Assignment: Write out again, please, the records below from the first line to the line holding "use std::collections::HashSet;", inclusive, and nothing else.

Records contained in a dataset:
◆ ◆ ◆ ◆
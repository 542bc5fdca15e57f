//! Configuration management (config.toml)
//!
//! Handles loading, saving, and providing defaults for launcher settings.
//! Settings are stored in TOML format in the platform-specific config directory.
//! System definitions live in the same file as `[[systems]]` tables.

use std::collections::HashSet;
use std::path::{Path, PathBuf};

use anyhow::{Context, Result};
use serde::{Deserialize, Serialize};

use romhub_shared::{MAX_CONFIG_BYTES, SystemLaunchConfig, read_to_string_with_limit};

/// Directory name used under the system temp dir and in platform paths.
pub const APP_DIR_NAME: &str = "romhub";

/// Launcher configuration.
#[derive(Debug, Clone, PartialEq, Serialize, Deserialize, Default)]
pub struct Config {
    /// Filesystem locations
    #[serde(default)]
    pub paths: PathsConfig,
    /// Package download settings
    #[serde(default)]
    pub download: DownloadConfig,
    /// Archive extraction settings
    #[serde(default)]
    pub extraction: ExtractionConfig,
    /// Configured systems
    #[serde(default)]
    pub systems: Vec<SystemLaunchConfig>,
}

/// Filesystem locations.
#[derive(Debug, Clone, PartialEq, Eq, Serialize, Deserialize, Default)]
pub struct PathsConfig {
    /// Root for download artifacts and staging directories
    /// (default: `<system temp>/romhub`)
    #[serde(default)]
    pub temp_root: Option<PathBuf>,
    /// Where emulator packages are installed (default: `<data dir>/emulators`)
    #[serde(default)]
    pub install_root: Option<PathBuf>,
}

/// Package download settings.
#[derive(Debug, Clone, PartialEq, Eq, Serialize, Deserialize)]
pub struct DownloadConfig {
    /// Write buffer size in bytes (default: 64 KiB)
    #[serde(default = "default_buffer_size")]
    pub buffer_size: usize,
    /// Progress channel capacity (default: 32)
    #[serde(default = "default_progress_capacity")]
    pub progress_capacity: usize,
    /// User-Agent header sent with every request
    #[serde(default = "default_user_agent")]
    pub user_agent: String,
    /// Optional bearer token for authenticated package hosts
    #[serde(default)]
    pub auth_token: Option<String>,
}

/// Archive extraction settings.
#[derive(Debug, Clone, PartialEq, Eq, Serialize, Deserialize, Default)]
pub struct ExtractionConfig {
    /// Explicit path to a 7-Zip executable (default: bundled, then PATH)
    #[serde(default)]
    pub seven_zip_path: Option<PathBuf>,
    /// Keep staging directories after a play session (default: false)
    #[serde(default)]
    pub keep_staging: bool,
    /// Search staging directories recursively for the payload (default: false)
    #[serde(default)]
    pub recursive_payload_search: bool,
}

fn default_buffer_size() -> usize {
    64 * 1024
}
fn default_progress_capacity() -> usize {
    32
}
fn default_user_agent() -> String {
    format!("{}/{}", APP_DIR_NAME, env!("CARGO_PKG_VERSION"))
}

impl Default for DownloadConfig {
    fn default() -> Self {
        Self {
            buffer_size: default_buffer_size(),
            progress_capacity: default_progress_capacity(),
            user_agent: default_user_agent(),
            auth_token: None,
        }
    }
}

impl PathsConfig {
    /// Resolved temp root.
    pub fn temp_root(&self) -> PathBuf {
        self.temp_root.clone().unwrap_or_else(default_temp_root)
    }

    /// Directory for download artifacts.
    pub fn downloads_dir(&self) -> PathBuf {
        self.temp_root().join("downloads")
    }

    /// Directory holding staging directories.
    pub fn staging_dir(&self) -> PathBuf {
        self.temp_root().join("staging")
    }

    /// Resolved install root, if one can be determined.
    pub fn install_root(&self) -> Option<PathBuf> {
        self.install_root
            .clone()
            .or_else(|| data_dir().map(|dir| dir.join("emulators")))
    }
}

/// Returns the platform-specific configuration directory.
///
/// On Windows: `%APPDATA%\romhub\config`
/// On macOS: `~/Library/Application Support/io.romhub.romhub`
/// On Linux: `~/.config/romhub`
pub fn config_dir() -> Option<PathBuf> {
    directories::ProjectDirs::from("io", "romhub", APP_DIR_NAME)
        .map(|dirs| dirs.config_dir().to_path_buf())
}

/// Returns the platform-specific data directory.
pub fn data_dir() -> Option<PathBuf> {
    directories::ProjectDirs::from("io", "romhub", APP_DIR_NAME)
        .map(|dirs| dirs.data_dir().to_path_buf())
}

/// Process-wide temp root: `<system temp>/romhub`.
pub fn default_temp_root() -> PathBuf {
    std::env::temp_dir().join(APP_DIR_NAME)
}

/// Path of the default config file, if the platform has a config dir.
pub fn config_path() -> Option<PathBuf> {
    config_dir().map(|dir| dir.join("config.toml"))
}

/// Loads the configuration from disk.
///
/// Returns default values if the file doesn't exist or cannot be parsed.
pub fn load() -> Config {
    let Some(path) = config_path() else {
        return Config::default();
    };
    if !path.exists() {
        return Config::default();
    }
    match load_from(&path) {
        Ok(config) => config,
        Err(e) => {
            tracing::warn!("Ignoring unreadable config {}: {:#}", path.display(), e);
            Config::default()
        }
    }
}

/// Loads the configuration from an explicit path, reporting every failure.
pub fn load_from(path: &Path) -> Result<Config> {
    let content = read_to_string_with_limit(path, MAX_CONFIG_BYTES)?;
    toml::from_str(&content).with_context(|| format!("Invalid config file: {}", path.display()))
}

/// Saves the configuration to the platform config directory.
pub fn save(config: &Config) -> std::io::Result<()> {
    match config_path() {
        Some(path) => save_to(config, &path),
        None => Ok(()),
    }
}

/// Saves the configuration to `path`, creating parent directories.
pub fn save_to(config: &Config, path: &Path) -> std::io::Result<()> {
    if let Some(dir) = path.parent() {
        std::fs::create_dir_all(dir)?;
    }
    let content = toml::to_string_pretty(config).map_err(std::io::Error::other)?;
    std::fs::write(path, content)
}

/// Check the system definitions for mistakes the pipeline would trip over.
///
/// Returns a list of warning messages; an empty list means the config is usable.
pub fn validate(config: &Config) -> Vec<String> {
    let mut warnings = Vec::new();
    let mut names: HashSet<&str> = HashSet::new();

    for system in &config.systems {
        if !names.insert(system.name.as_str()) {
            warnings.push(format!("system '{}' is defined more than once", system.name));
        }
        if system.extract_before_launch && system.launch_extensions.is_empty() {
            warnings.push(format!(
                "system '{}' extracts before launch but has no launch_extensions",
                system.name
            ));
        }
        let mut emulator_names: HashSet<&str> = HashSet::new();
        for emulator in &system.emulators {
            if emulator.executable.as_os_str().is_empty() {
                warnings.push(format!(
                    "emulator '{}' of system '{}' has no executable",
                    emulator.name, system.name
                ));
            }
            if !emulator_names.insert(emulator.name.as_str()) {
                warnings.push(format!(
                    "emulator '{}' is defined more than once for system '{}'",
                    emulator.name, system.name
                ));
            }
        }
    }

    warnings
}

#[cfg(test)]
mod tests {
    use super::*;
    use romhub_shared::EmulatorDefinition;
    use tempfile::TempDir;

    // =============================================================
    // Default value tests
    // =============================================================

    #[test]
    fn test_config_default() {
        let config = Config::default();
        assert_eq!(config.download.buffer_size, 64 * 1024);
        assert_eq!(config.download.progress_capacity, 32);
        assert!(config.download.user_agent.starts_with("romhub/"));
        assert!(config.download.auth_token.is_none());
        assert!(!config.extraction.keep_staging);
        assert!(!config.extraction.recursive_payload_search);
        assert!(config.systems.is_empty());
    }

    #[test]
    fn test_default_temp_root_under_system_temp() {
        let paths = PathsConfig::default();
        assert_eq!(paths.temp_root(), std::env::temp_dir().join("romhub"));
        assert_eq!(paths.staging_dir(), paths.temp_root().join("staging"));
        assert_eq!(paths.downloads_dir(), paths.temp_root().join("downloads"));
    }

    // =============================================================
    // TOML tests
    // =============================================================

    #[test]
    fn test_config_deserialize_empty() {
        let config: Config = toml::from_str("").unwrap();
        assert_eq!(config, Config::default());
    }

    #[test]
    fn test_config_deserialize_partial() {
        let toml_str = r#"
[paths]
temp_root = "/tmp/custom"

[extraction]
keep_staging = true

[[systems]]
name = "gba"
rom_folder = "/games/gba"
search_extensions = ["gba", "zip"]
extract_before_launch = true
launch_extensions = ["gba"]

[[systems.emulators]]
name = "mgba"
executable = "/usr/bin/mgba"
arguments = "-f %ROM%"
"#;
        let config: Config = toml::from_str(toml_str).unwrap();
        assert_eq!(config.paths.temp_root(), PathBuf::from("/tmp/custom"));
        assert!(config.extraction.keep_staging);
        assert_eq!(config.download.buffer_size, 64 * 1024); // default
        assert_eq!(config.systems.len(), 1);
        assert_eq!(config.systems[0].name, "gba");
        assert_eq!(config.systems[0].emulators[0].arguments, "-f %ROM%");
    }

    #[test]
    fn test_save_and_load_roundtrip_file() {
        let temp_dir = TempDir::new().unwrap();
        let path = temp_dir.path().join("nested").join("config.toml");

        let mut config = Config::default();
        config.download.auth_token = Some("secret".into());
        let mut system = SystemLaunchConfig::new("nes", "/games/nes");
        system
            .emulators
            .push(EmulatorDefinition::new("fceux", "/usr/bin/fceux"));
        config.systems.push(system);

        save_to(&config, &path).unwrap();
        let loaded = load_from(&path).unwrap();
        assert_eq!(loaded, config);
    }

    #[test]
    fn test_load_from_invalid_toml() {
        let temp_dir = TempDir::new().unwrap();
        let path = temp_dir.path().join("config.toml");
        std::fs::write(&path, "[[systems]\nname=").unwrap();

        let err = load_from(&path).unwrap_err();
        assert!(format!("{:#}", err).contains("Invalid config file"));
    }

    // =============================================================
    // Validation tests
    // =============================================================

    #[test]
    fn test_validate_clean_config() {
        let mut config = Config::default();
        let mut system = SystemLaunchConfig::new("psx", "/games/psx");
        system.extract_before_launch = true;
        system.launch_extensions = vec!["cue".into()];
        system
            .emulators
            .push(EmulatorDefinition::new("duckstation", "/opt/duckstation"));
        config.systems.push(system);

        assert!(validate(&config).is_empty());
    }

    #[test]
    fn test_validate_reports_problems() {
        let mut config = Config::default();
        let mut psx = SystemLaunchConfig::new("psx", "/games/psx");
        psx.extract_before_launch = true;
        psx.emulators.push(EmulatorDefinition::new("a", ""));
        psx.emulators.push(EmulatorDefinition::new("a", "/bin/a"));
        config.systems.push(psx.clone());
        config.systems.push(psx);

        let warnings = validate(&config);
        assert!(warnings.iter().any(|w| w.contains("defined more than once for system")));
        assert!(warnings.iter().any(|w| w.contains("no launch_extensions")));
        assert!(warnings.iter().any(|w| w.contains("has no executable")));
        assert!(warnings.iter().any(|w| w.contains("system 'psx' is defined more than once")));
    }
}
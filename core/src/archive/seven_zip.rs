//! External 7-Zip utility: discovery and invocation.

use std::ffi::OsString;
use std::path::{Path, PathBuf};
use std::process::Stdio;

use tracing::{debug, error, info};

use super::ArchiveError;
use crate::process::{CapturedOutput, display_command};

/// Host architectures with a bundled utility build.
#[derive(Debug, Clone, Copy, PartialEq, Eq)]
pub enum HostArch {
    X64,
    Arm64,
}

impl HostArch {
    /// Map a Rust target architecture name to a bundle directory.
    pub fn from_target(arch: &str) -> Result<Self, ArchiveError> {
        match arch {
            "x86_64" => Ok(Self::X64),
            "aarch64" => Ok(Self::Arm64),
            other => Err(ArchiveError::UnsupportedArchitecture {
                arch: other.to_string(),
            }),
        }
    }

    pub fn current() -> Result<Self, ArchiveError> {
        Self::from_target(std::env::consts::ARCH)
    }

    pub fn dir_name(self) -> &'static str {
        match self {
            Self::X64 => "x64",
            Self::Arm64 => "arm64",
        }
    }
}

/// Executable names tried on `PATH`, in order.
const PATH_CANDIDATES: &[&str] = &["7z", "7za", "7zz"];

fn bundled_file_name() -> &'static str {
    if cfg!(windows) { "7z.exe" } else { "7z" }
}

/// A located 7-Zip executable.
#[derive(Debug, Clone, PartialEq, Eq)]
pub struct SevenZip {
    program: PathBuf,
}

impl SevenZip {
    /// Use `program` without any lookup.
    pub fn at(program: impl Into<PathBuf>) -> Self {
        Self {
            program: program.into(),
        }
    }

    pub fn program(&self) -> &Path {
        &self.program
    }

    /// Find the utility for this host.
    ///
    /// Order: `configured` path, the bundle next to the running executable
    /// (`tools/7zip/<arch>/`), then `PATH`. An unsupported host architecture
    /// fails before anything is searched.
    pub fn locate(configured: Option<&Path>) -> Result<Self, ArchiveError> {
        let arch = HostArch::current()?;
        let exe_dir = std::env::current_exe()
            .ok()
            .and_then(|exe| exe.parent().map(Path::to_path_buf));
        Self::locate_in(configured, exe_dir.as_deref(), arch)
    }

    pub(crate) fn locate_in(
        configured: Option<&Path>,
        exe_dir: Option<&Path>,
        arch: HostArch,
    ) -> Result<Self, ArchiveError> {
        let mut searched = Vec::new();

        if let Some(path) = configured {
            if path.is_file() {
                return Ok(Self::at(path));
            }
            searched.push(path.to_path_buf());
        }

        if let Some(dir) = exe_dir {
            let bundled = dir
                .join("tools")
                .join("7zip")
                .join(arch.dir_name())
                .join(bundled_file_name());
            if bundled.is_file() {
                return Ok(Self::at(bundled));
            }
            searched.push(bundled);
        }

        for name in PATH_CANDIDATES {
            if let Ok(found) = which::which(name) {
                return Ok(Self::at(found));
            }
            searched.push(PathBuf::from(name));
        }

        Err(ArchiveError::UtilityMissing { searched })
    }

    /// Arguments for a full extraction with overwrite.
    pub fn extract_args(archive: &Path, destination: &Path) -> Vec<OsString> {
        let mut out_flag = OsString::from("-o");
        out_flag.push(destination.as_os_str());
        vec![
            OsString::from("x"),
            archive.as_os_str().to_os_string(),
            out_flag,
            OsString::from("-y"),
        ]
    }

    /// Run `<utility> x <archive> -o<destination> -y` and wait for it.
    pub async fn extract(&self, archive: &Path, destination: &Path) -> Result<(), ArchiveError> {
        let args = Self::extract_args(archive, destination);
        let command = display_command(self.program.as_os_str(), &args);
        debug!("Running {}", command);

        let output = tokio::process::Command::new(&self.program)
            .args(&args)
            .stdin(Stdio::null())
            .stdout(Stdio::piped())
            .stderr(Stdio::piped())
            .output()
            .await
            .map_err(|e| {
                error!("Failed to start {}: {}", command, e);
                if e.kind() == std::io::ErrorKind::NotFound {
                    ArchiveError::UtilityMissing {
                        searched: vec![self.program.clone()],
                    }
                } else {
                    ArchiveError::io(&self.program, e)
                }
            })?;

        let captured = CapturedOutput::from_output(&output);
        if output.status.success() {
            info!("Extracted {} to {}", archive.display(), destination.display());
            return Ok(());
        }

        let code = output.status.code();
        error!("{} failed ({:?}): {}", command, code, captured);
        Err(ArchiveError::UtilityFailed {
            command,
            code,
            output: captured,
        })
    }
}

#[cfg(test)]
mod tests {
    use super::*;
    use tempfile::TempDir;

    #[test]
    fn test_host_arch_mapping() {
        assert_eq!(HostArch::from_target("x86_64").unwrap(), HostArch::X64);
        assert_eq!(HostArch::from_target("aarch64").unwrap(), HostArch::Arm64);
        assert_eq!(HostArch::X64.dir_name(), "x64");
        assert_eq!(HostArch::Arm64.dir_name(), "arm64");

        let err = HostArch::from_target("riscv64").unwrap_err();
        assert!(matches!(
            err,
            ArchiveError::UnsupportedArchitecture { ref arch } if arch == "riscv64"
        ));
    }

    #[test]
    fn test_extract_args_shape() {
        let args = SevenZip::extract_args(Path::new("/t/pkg.7z"), Path::new("/t/out dir"));
        assert_eq!(
            args,
            vec![
                OsString::from("x"),
                OsString::from("/t/pkg.7z"),
                OsString::from("-o/t/out dir"),
                OsString::from("-y"),
            ]
        );
    }

    #[test]
    fn test_locate_prefers_configured() {
        let temp_dir = TempDir::new().unwrap();
        let configured = temp_dir.path().join("my7z");
        std::fs::write(&configured, b"").unwrap();

        let found = SevenZip::locate_in(Some(&configured), None, HostArch::X64).unwrap();
        assert_eq!(found.program(), configured);
    }

    #[test]
    fn test_locate_uses_bundle_for_arch() {
        let temp_dir = TempDir::new().unwrap();
        let bundle = temp_dir
            .path()
            .join("tools")
            .join("7zip")
            .join("arm64");
        std::fs::create_dir_all(&bundle).unwrap();
        let program = bundle.join(bundled_file_name());
        std::fs::write(&program, b"").unwrap();

        let missing = temp_dir.path().join("nope");
        let found =
            SevenZip::locate_in(Some(&missing), Some(temp_dir.path()), HostArch::Arm64).unwrap();
        assert_eq!(found.program(), program);
    }

    #[test]
    fn test_locate_reports_searched_paths() {
        let temp_dir = TempDir::new().unwrap();
        let missing = temp_dir.path().join("nope");

        match SevenZip::locate_in(Some(&missing), Some(temp_dir.path()), HostArch::X64) {
            // A system-wide 7-Zip satisfies the lookup on some machines
            Ok(found) => assert_ne!(found.program(), missing),
            Err(ArchiveError::UtilityMissing { searched }) => {
                assert_eq!(searched[0], missing);
                let bundled = Path::new("tools/7zip/x64").join(bundled_file_name());
                assert!(searched[1].ends_with(bundled));
                assert!(searched.len() >= 3);
            }
            Err(other) => panic!("unexpected error: {other}"),
        }
    }
}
◆ ◆ ◆ ◆
Exercise response:
repository 542bc5fdca15e57f
//! Configuration management (config.toml)
//!
//! Handles loading, saving, and providing defaults for launcher settings.
//! Settings are stored in TOML format in the platform-specific config directory.
//! System definitions live in the same file as `[[systems]]` tables.

use std::collections::HashSet;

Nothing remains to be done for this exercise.